Les deux modèles de réforme fiscale de Klingbeil : jusqu'à 900 € d'allègement, mais l'Union face au dilemme de l'impôt sur les successions
À la veille du comité de coalition de mercredi, le ministre des Finances Lars Klingbeil a présenté deux modèles concurrents de réforme de l'impôt sur le revenu, offrant un allègement allant jusqu'à 900 € par an pour les classes moyennes, tout en augmentant les taux marginaux et en créant un conflit sur l'impôt sur les successions.
Deux modèles concurrents
À la veille de la réunion du comité de coalition, des détails sur les propositions de réforme fiscale du ministre des Finances Lars Klingbeil ont fuité dans Stern et d'autres médias. Le ministère des Finances a préparé deux variantes. Le modèle le plus important réduirait l'impôt sur le revenu de 28 milliards d'euros par an, offrant un allègement annuel de 800 à 900 euros pour les contribuables gagnant entre 40 000 et 60 000 euros. Le modèle plus restreint, d'un coût de 17 milliards d'euros, fournirait environ la moitié de ce montant. Les deux profiteraient à plus de 35 millions de contribuables, les célibataires gagnant jusqu'à 115 000–140 000 euros bruts voyant encore un gain net.
- Modèle 1 (avec impôt sur les successions)
- 28 mds €
- Modèle 2 (sans impôt sur les successions)
- 17 mds €
Financement et le fossé de l'impôt sur les successions
Les deux modèles diffèrent nettement dans leur mode de financement. Le paquet le plus important repose en partie sur une hausse de l'impôt sur les successions et la suppression des lacunes du système actuel, une ligne rouge pour la CSU et un sujet de division au sein de la CDU. Le modèle plus restreint évite totalement les modifications de l'impôt sur les successions, s'appuyant plutôt sur des coupes dans les subventions et la suppression d'avantages fiscaux tels que la prime artisanale et les règles favorables aux voitures de fonction. Les deux variantes portent le taux marginal supérieur de l'impôt sur le revenu de 42 % à 44 % et abaissent le seuil d'application à environ 75 657 euros, contre 80 000 euros précédemment discutés. Le taux de l'impôt sur la fortune s'appliquerait à partir de 200 000 euros au lieu de 278 000 euros, passant à 49 % dans le grand modèle et à 48 % dans le petit. Le ministère de Klingbeil estime que le grand modèle ferait payer davantage à près d'un million de hauts revenus, tandis que le petit modèle en affecterait environ 1,5 million.
Réactions politiques
Le Conseil économique de la CDU a exigé la suppression totale de la surtaxe de solidarité et a rejeté toute augmentation des taux marginaux. Le secrétaire général Wolfgang Steiger a déclaré aux médias Funke :
Il est temps de supprimer enfin complètement la surtaxe de solidarité.
Il a averti que des impôts plus élevés sur les hauts revenus frapperaient les entreprises familiales constituées en sociétés de personnes, réduisant ainsi l'investissement et l'emploi. L'Association des contribuables a également appelé à une « grève de libération » avec un allègement substantiel, critiquant le fait que le taux marginal supérieur s'applique déjà à des revenus qui « ne sont pas du tout des hauts revenus ».

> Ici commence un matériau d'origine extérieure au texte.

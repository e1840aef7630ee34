//! Graph types exchanged with the node-link editor.
//!
//! - [`GraphPayload`]: the denormalized view a graph editor sends and receives
//! - [`ReactionGraph`]: a petgraph view of species/reaction connectivity

use petgraph::IntoWeightedEdge;
use serde::{Deserialize, Serialize};
use std::{
    collections::{BTreeMap, BTreeSet},
    fmt,
};

use crate::{error::MolybdenumError, nodekey::NodeId, properties::EntityKind};

/// Node class as labelled by the graph editor.
#[derive(Debug, Clone, Copy, PartialEq, Eq, PartialOrd, Ord, Hash, Serialize, Deserialize)]
pub enum NodeClass {
    #[serde(rename = "species")]
    Species,
    #[serde(rename = "reactions", alias = "reaction")]
    Reactions,
}

impl NodeClass {
    pub fn kind(&self) -> EntityKind {
        match self {
            NodeClass::Species => EntityKind::Species,
            NodeClass::Reactions => EntityKind::Reaction,
        }
    }

    /// Parameters never appear as graph nodes.
    pub fn from_kind(kind: EntityKind) -> Option<NodeClass> {
        match kind {
            EntityKind::Species => Some(NodeClass::Species),
            EntityKind::Reaction => Some(NodeClass::Reactions),
            EntityKind::Parameter => None,
        }
    }
}

impl fmt::Display for NodeClass {
    fn fmt(&self, f: &mut fmt::Formatter<'_>) -> fmt::Result {
        match self {
            NodeClass::Species => write!(f, "species"),
            NodeClass::Reactions => write!(f, "reactions"),
        }
    }
}

#[derive(Debug, Clone, PartialEq, Serialize, Deserialize)]
pub struct GraphNode {
    pub id: NodeId,
    pub title: String,
    #[serde(default)]
    pub x: f64,
    #[serde(default)]
    pub y: f64,
    #[serde(rename = "nodeClass", alias = "class")]
    pub class: NodeClass,
}

impl GraphNode {
    pub fn new<S: Into<String>>(id: u32, title: S, class: NodeClass) -> Self {
        GraphNode {
            id: NodeId(id),
            title: title.into(),
            x: 0.0,
            y: 0.0,
            class,
        }
    }
}

#[derive(Debug, Clone, Copy, PartialEq, Eq, Serialize, Deserialize)]
pub struct GraphEdge {
    pub source: NodeId,
    pub target: NodeId,
}

impl GraphEdge {
    pub fn new(source: u32, target: u32) -> Self {
        GraphEdge {
            source: NodeId(source),
            target: NodeId(target),
        }
    }
}

#[derive(Debug, Clone, Default, PartialEq, Serialize, Deserialize)]
pub struct GraphPayload {
    #[serde(default)]
    pub nodes: Vec<GraphNode>,
    #[serde(default)]
    pub edges: Vec<GraphEdge>,
}

impl GraphPayload {
    pub fn from_json(content: &str) -> Result<Self, MolybdenumError> {
        Ok(serde_json::from_str(content)?)
    }

    pub fn node(&self, id: &NodeId) -> Option<&GraphNode> {
        self.nodes.iter().find(|node| node.id == *id)
    }

    pub fn node_ids(&self) -> BTreeSet<NodeId> {
        self.nodes.iter().map(|node| node.id).collect()
    }

    /// Reject payloads whose nodes cannot be addressed unambiguously.
    pub fn validate(&self) -> Result<(), MolybdenumError> {
        let mut seen = BTreeSet::new();
        for node in self.nodes.iter() {
            if node.id.0 == 0 {
                return Err(MolybdenumError::Validation(
                    "graph node ids must be positive integers, got 0".to_string(),
                ));
            }
            if !seen.insert(node.id) {
                return Err(MolybdenumError::Validation(format!(
                    "graph payload lists node {} more than once",
                    node.id
                )));
            }
        }
        Ok(())
    }
}

/// Role of a species in the reaction an edge touches.
#[derive(Debug, Clone, Copy, PartialEq, Eq, Serialize, Deserialize)]
pub enum EdgeRole {
    /// species -> reaction
    Reagent,
    /// reaction -> species
    Product,
}

/// Directed multigraph of node ids. Parallel edges are kept, a species consumed twice by the
/// same reaction appears twice.
#[derive(Debug, Clone, Serialize, Deserialize)]
pub struct ReactionGraph(pub petgraph::Graph<NodeId, EdgeRole>);

impl Default for ReactionGraph {
    fn default() -> Self {
        ReactionGraph(petgraph::Graph::new())
    }
}

impl ReactionGraph {
    pub fn as_graph(&self) -> &petgraph::Graph<NodeId, EdgeRole> {
        &self.0
    }

    /// Build a graph holding `nodes` (in order) and then `edges`. Edge endpoints missing from
    /// `nodes` are added on the fly.
    pub fn from_nodes_and_edges<N, I>(nodes: N, iterable: I) -> Self
    where
        N: IntoIterator<Item = NodeId>,
        I: IntoIterator,
        I::Item: IntoWeightedEdge<EdgeRole, NodeId = NodeId>,
    {
        let mut graph = petgraph::Graph::new();
        let mut id_to_index = BTreeMap::new();
        for node in nodes {
            id_to_index
                .entry(node)
                .or_insert_with(|| graph.add_node(node));
        }
        for (source, sink, role) in iterable.into_iter().map(|edge| edge.into_weighted_edge()) {
            let source_idx = *id_to_index
                .entry(source)
                .or_insert_with(|| graph.add_node(source));
            let sink_idx = *id_to_index
                .entry(sink)
                .or_insert_with(|| graph.add_node(sink));
            graph.add_edge(source_idx, sink_idx, role);
        }
        ReactionGraph(graph)
    }

    pub fn node_ids(&self) -> impl Iterator<Item = NodeId> + '_ {
        self.0.node_weights().copied()
    }

    /// Edges in insertion order.
    pub fn edges(&self) -> impl Iterator<Item = (NodeId, NodeId, EdgeRole)> + '_ {
        self.0
            .raw_edges()
            .iter()
            .map(|edge| (self.0[edge.source()], self.0[edge.target()], edge.weight))
    }

    pub fn edge_count(&self) -> usize {
        self.0.edge_count()
    }
}

#[cfg(test)]
mod tests {
    use super::*;
    use test_log::test;

    #[test]
    fn test_payload_deserializes_editor_shape() {
        let payload = GraphPayload::from_json(
            r#"{"nodes":[{"id":1,"title":"E","x":1.5,"y":0.0,"nodeClass":"species"},
                         {"id":5,"title":"veq","class":"reaction"}],
                "edges":[{"source":1,"target":5}]}"#,
        )
        .unwrap();
        assert_eq!(payload.nodes.len(), 2);
        assert_eq!(payload.nodes[0].x, 1.5);
        assert_eq!(payload.nodes[1].class, NodeClass::Reactions);
        assert_eq!(payload.nodes[1].y, 0.0);
        assert_eq!(payload.edges, vec![GraphEdge::new(1, 5)]);
    }

    #[test]
    fn test_validate_rejects_duplicate_nodes() {
        let payload = GraphPayload {
            nodes: vec![
                GraphNode::new(1, "E", NodeClass::Species),
                GraphNode::new(1, "S", NodeClass::Species),
            ],
            edges: vec![],
        };
        assert!(matches!(
            payload.validate(),
            Err(MolybdenumError::Validation(_))
        ));
    }

    #[test]
    fn test_reaction_graph_keeps_parallel_edges() {
        let graph = ReactionGraph::from_nodes_and_edges(
            vec![NodeId(1), NodeId(2)],
            vec![
                (NodeId(1), NodeId(2), EdgeRole::Reagent),
                (NodeId(1), NodeId(2), EdgeRole::Reagent),
                (NodeId(2), NodeId(3), EdgeRole::Product),
            ],
        );
        assert_eq!(graph.edge_count(), 3);
        assert_eq!(graph.node_ids().collect::<Vec<_>>(), vec![NodeId(1), NodeId(2), NodeId(3)]);
        let roles: Vec<EdgeRole> = graph.edges().map(|(_, _, role)| role).collect();
        assert_eq!(roles, vec![EdgeRole::Reagent, EdgeRole::Reagent, EdgeRole::Product]);
    }
}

Assez de mesures à petite échelle, nous avons besoin d'une grève de libération avec un volume d'allègement substantiel.
Le sénateur vert des Finances de Brême, Björn Fecker, a soutenu un allègement pour la large classe moyenne mais a insisté sur le fait que les réformes doivent être neutres sur le plan des recettes pour les Länder et les communes.
Nous ne pouvons pas supporter d'autres trous dans nos budgets.
La suite
Le comité de coalition se réunit mercredi, mais un accord final est loin d'être certain. Le paquet fiscal est la partie la plus controversée d'un programme de réformes plus large qui comprend également des modifications du marché du travail. Aucune décision n'a été prise lors d'une réunion des chefs de parti dimanche. Klingbeil ne devrait pas présenter un projet de loi finalisé ; les partis négocieront plutôt des orientations politiques. Si un compromis émerge, l'allègement pourrait être mis en œuvre en deux étapes, la première prenant effet le 1er janvier 2027 et la seconde au début de 2028, atténuant ainsi l'impact budgétaire immédiat.